Quand les fuites de données rongent la confiance (numérique)
En quelques mois, la France, comme le monde entier, a vu chanceler l’un des piliers invisibles de sa modernité. Désormais ébranlée, la confiance dans la sécurité numérique vacille. Enseignes, géants technologiques, institutions publiques, fournisseurs de services… personne n’est épargné. Des millions de données personnelles exfiltrées, des centaines d’entreprises fragilisées, d’ailleurs, certaines firmes disparaissent, des citoyens démunis, soudain exposés à une criminalité sans visage. L’année 2025 marque d’une pierre blanche celle où la vulnérabilité n’est plus une exception, mais un état.

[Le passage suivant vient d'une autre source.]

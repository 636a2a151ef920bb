use anyhow::Result;
use chore_core::format::describe_rule;
use chore_core::models::TaskEdit;
use chore_core::store::Store;
use chore_core::timezone::now_in;
use chore_core::tracker::Tracker;
use chrono_tz::Tz;

use crate::cli::EditCommand;
use crate::parser::{build_rule, parse_due_date};
use crate::util::resolve_task_id;

fn set_or_clear<T>(value: Option<T>, clear: bool) -> Option<Option<T>> {
    if clear {
        Some(None)
    } else {
        value.map(Some)
    }
}

pub async fn edit_task<S: Store>(tracker: &Tracker<S>, command: EditCommand, tz: Tz) -> Result<()> {
    let task_id = resolve_task_id(tracker.store(), &command.id).await?;
    let now = now_in(tz);

    let edit = TaskEdit {
        name: command.name,
        description: set_or_clear(command.description, command.description_clear),
        category: command.category,
        domain: command.domain,
        rule: build_rule(&command.rule)?,
        cost: set_or_clear(command.cost, command.cost_clear),
        notes: set_or_clear(command.notes, command.notes_clear),
        due: command.due.as_deref().map(|d| parse_due_date(d, now)).transpose()?,
    };

    let task = tracker.edit_task(task_id, edit, &now).await?;
    println!("Updated task: '{}'", task.name);
    println!("  Repeats: {}, next due {}", describe_rule(&task.rule), task.next_due);
    Ok(())
}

À 7 h 42, dans le silence feutré d’une maison, Élodie se saisit de son ordiphone, ou smartphone. Un e-mail. Une alerte. Un message laconique l’informe qu’« une partie de vos données personnelles a pu être compromise… » Pas de coupable identifié. Juste cette notification — encore une — qui vient briser l’illusion fragile de sécurité numérique. Elle, comme des millions, se mue en une victime. Derrière son écran, le soupçon s’insinue. Que signifie cette « compromission » pour son identité, ses finances, sa vie privée ?

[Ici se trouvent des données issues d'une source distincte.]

use crate::error::CoreError;
use crate::models::{Domain, HistoryEntry, Task};
use crate::store::{HistoryStore, SqliteStore};
use async_trait::async_trait;
use sqlx::{Sqlite, Transaction};

#[async_trait]
impl HistoryStore for SqliteStore {
    async fn add_history(&self, entry: HistoryEntry) -> Result<HistoryEntry, CoreError> {
        let mut tx = self.pool().begin().await?;
        Self::insert_history(&mut tx, &entry).await?;
        tx.commit().await?;
        Ok(entry)
    }

    async fn record_completion(
        &self,
        task: &Task,
        entry: HistoryEntry,
    ) -> Result<(Task, HistoryEntry), CoreError> {
        let mut tx = self.pool().begin().await?;
        let saved = Self::save_task(&mut tx, task).await?;
        Self::insert_history(&mut tx, &entry).await?;
        tx.commit().await?;
        Ok((saved, entry))
    }

    async fn load_history(&self, domain: Option<Domain>) -> Result<Vec<HistoryEntry>, CoreError> {
        let entries = match domain {
            Some(domain) => {
                sqlx::query_as(
                    "SELECT * FROM history WHERE domain = $1 ORDER BY completed_at DESC, rowid DESC",
                )
                .bind(domain)
                .fetch_all(self.pool())
                .await?
            }
            None => {
                sqlx::query_as("SELECT * FROM history ORDER BY completed_at DESC, rowid DESC")
                    .fetch_all(self.pool())
                    .await?
            }
        };
        Ok(entries)
    }
}

impl SqliteStore {
    async fn insert_history<'a>(
        tx: &mut Transaction<'a, Sqlite>,
        entry: &HistoryEntry,
    ) -> Result<(), CoreError> {
        sqlx::query(
            r#"INSERT INTO history (id, task_id, task_name, category, domain, completed_at, notes, cost)
            VALUES ($1, $2, $3, $4, $5, $6, $7, $8)
            "#,
        )
        .bind(entry.id)
        .bind(entry.task_id)
        .bind(&entry.task_name)
        .bind(&entry.category)
        .bind(entry.domain)
        .bind(entry.completed_at)
        .bind(&entry.notes)
        .bind(entry.cost)
        .execute(&mut **tx)
        .await?;
        Ok(())
    }
}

Fuite de données en pagaille
Cette histoire factice n’est malheureusement pas une fiction. C’est une vague, un tsunami qui déferle avec une intensité inédite. L’année 2025 est marquée par des fuites massives, des piratages en chaîne, des alertes répétées. Le monde numérique soudain vacille, et les citoyens (re) découvrent leur fragilité.

Le 3 décembre 2025, un rapport du GTIG confirme qu’une cyberattaque massive a exposé les données de plus de 200 entreprises utilisant des services reliés à Salesforce. L’activité suspecte affecte des applications d’un tiers, Gainsight. L’intrusion a permis aux hackers d’accéder à des instances, ouvrant la voie à une fuite d’informations sensibles.

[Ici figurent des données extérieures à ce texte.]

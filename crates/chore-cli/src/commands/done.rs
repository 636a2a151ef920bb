use anyhow::Result;
use chore_core::format::describe_due;
use chore_core::store::Store;
use chore_core::timezone::now_in;
use chore_core::tracker::Tracker;
use chrono_tz::Tz;
use owo_colors::OwoColorize;

use crate::cli::TaskIdCommand;
use crate::util::resolve_task_id;

pub async fn done_task<S: Store>(tracker: &Tracker<S>, command: TaskIdCommand, tz: Tz) -> Result<()> {
    let task_id = resolve_task_id(tracker.store(), &command.id).await?;
    let now = now_in(tz);
    let (task, _) = tracker.complete_task(task_id, &now).await?;

    println!("{} Completed task: '{}'", "✓".green().bold(), task.name);
    println!(
        "  Next due: {} ({})",
        describe_due(task.next_due, now.date_naive()),
        task.next_due
    );
    Ok(())
}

« Cette activité est probablement liée à UNC6240 (alias ShinyHunters) », déclare Austin Larsen, analyste principal de GTIG. Ils auraient mené l’opération mêlant ingénierie sociale, vishing, usurpation de comptes et exploitation de tokens d’authentification. « […] Salesforce a révoqué tous les tokens d’accès actif […] », indique Allen Tsai, porte-parole de Salesforce. (Crédits : Pete Linforth/Pixabay)
Dans un contexte où les signalements de cybermalveillance augmentent fortement — hameçonnage, compromissions de comptes, rançongiciels — des publications, des alertes et des mises en garde contre les risques croissants liés aux informations volées sont affichées. La dernière en date concerne la violation de données personnelles de la Fédération Française de Tir.
Une explosion des cyberattaques et des menaces en cascade
Selon un article d’Euronews, l’Europe a enregistré une hausse spectaculaire des cyberattaques en 2025, affectant de nombreux secteurs. Si la patrie de Molière qui se retrouve parmi les pays les plus touchés, nos voisins et amis Belges font faces à une recrudescence d’escroquerie. Dans des courriels, les escrocs se font passer pour le Ministère Public ou le procureur général M. Van Leeuw. « Ces e-mails sont des faux et peuvent être dangereux. Soyez vigilant, n’ouvrez pas les pièces jointes et ne cliquez pas sur les liens contenus dans l’e-mail. »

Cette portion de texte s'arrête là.